Ainsi, il paraît intéressant pour éclairer le raisonnement des juges, de citer l’arrêt du 23 novembre 1931 rendu par la Cour de cassation. Celui-ci défend le fait que « le défaut de contenance d’un immeuble devient une qualité́ substantielle s’il rend « l’immeuble impropre à la destination » ». Ici, les défendeurs au pourvoi ont contracté avec la finalité de faire construire une maison sur ce terrain. Celui-ci ayant été déclaré constructible avant la signature du contrat et clairement défini comme tel dans le cadre de celui-ci correspondait par conséquent à l’attente des défendeurs au pourvoi. Il apparaît donc manifeste qu’il s’agit du caractère déterminant du contrat.

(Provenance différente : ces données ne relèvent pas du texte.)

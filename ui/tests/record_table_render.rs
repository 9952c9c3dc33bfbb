//! Smoke-renders the record table through egui_kittest.

use agrilink_business::{Product, Role, UserProfile};
use agrilink_ui::widgets::{
    PRODUCT_COLUMNS, RecordTableState, TableKind, USER_COLUMNS, record_table,
};
use chrono::{Duration, TimeZone, Utc};
use egui_kittest::Harness;
use egui_kittest::kittest::Queryable;

fn users(count: usize) -> Vec<UserProfile> {
    let base = Utc.with_ymd_and_hms(2024, 1, 1, 0, 0, 0).unwrap();
    (0..count)
        .map(|index| UserProfile {
            id: format!("u-{index}"),
            email: format!("user{index}@agrilink.example"),
            full_name: format!("User {index}"),
            role: Role::Farmer,
            country: "Kenya".to_owned(),
            phone: None,
            company_name: None,
            is_banned: false,
            created_at: base + Duration::days(index as i64),
            updated_at: base + Duration::days(index as i64),
        })
        .collect()
}

#[test]
fn renders_first_page_of_a_three_page_table() {
    let rows = users(23);
    let mut table_state = RecordTableState::default();

    let mut harness = Harness::new_ui(|ui| {
        record_table(ui, &mut table_state, USER_COLUMNS, &rows, TableKind::Users);
    });
    harness.run();

    harness.get_by_label("Page 1 of 3");
    harness.get_by_label("User 0");
    drop(harness);

    assert_eq!(table_state.page.page, 0);
}

#[test]
fn user_status_column_shows_the_ban_state() {
    let mut rows = users(2);
    rows[1].is_banned = true;
    let mut table_state = RecordTableState::default();

    let mut harness = Harness::new_ui(|ui| {
        record_table(ui, &mut table_state, USER_COLUMNS, &rows, TableKind::Users);
    });
    harness.run();

    harness.get_by_label("active");
    harness.get_by_label("banned");
}

#[test]
fn custom_renderer_overrides_the_default_cell_policy() {
    let listed = Utc.with_ymd_and_hms(2024, 5, 1, 0, 0, 0).unwrap();
    let rows = vec![Product {
        id: "p-1".to_owned(),
        farmer_id: "f-1".to_owned(),
        title: "Sesame".to_owned(),
        description: String::new(),
        price_per_unit: 2.5,
        currency: "USD".to_owned(),
        unit: "crates".to_owned(),
        quantity_available: 40.0,
        category: "Grains".to_owned(),
        country: "Nigeria".to_owned(),
        images: Vec::new(),
        is_approved: true,
        created_at: listed,
        updated_at: listed,
    }];
    let mut table_state = RecordTableState::default();

    let mut harness = Harness::new_ui(|ui| {
        record_table(
            ui,
            &mut table_state,
            PRODUCT_COLUMNS,
            &rows,
            TableKind::Products,
        );
    });
    harness.run();

    // The quantity column renders with the per-row unit, not the bare number.
    harness.get_by_label("40 crates");
}
mod admin;
mod listings;
mod login;
mod profile;
mod register;

pub use admin::admin;
pub use listings::listings;
pub use login::login;
pub use profile::profile;
pub use register::register;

Cependant, celui-ci a été déclaré inconstructible après la formation du contrat comme énoncé précédemment. Au regard de l’arrêt susvisé il est devenu, par le risque de cavité souterraine, « impropre à sa destination ». C’est-à-dire qu’il est impossible de construire sur ce terrain alors même qu’il a été vendu comme constructible. De ce fait, si cet élément avait été porté à la connaissance des acheteurs avant la signature, on peut raisonnablement admettre qu’ils n’auraient pas contracté. C’est en ce sens que l’erreur est caractérisée comme étant déterminante et que la nullité de la vente a pu être envisagée.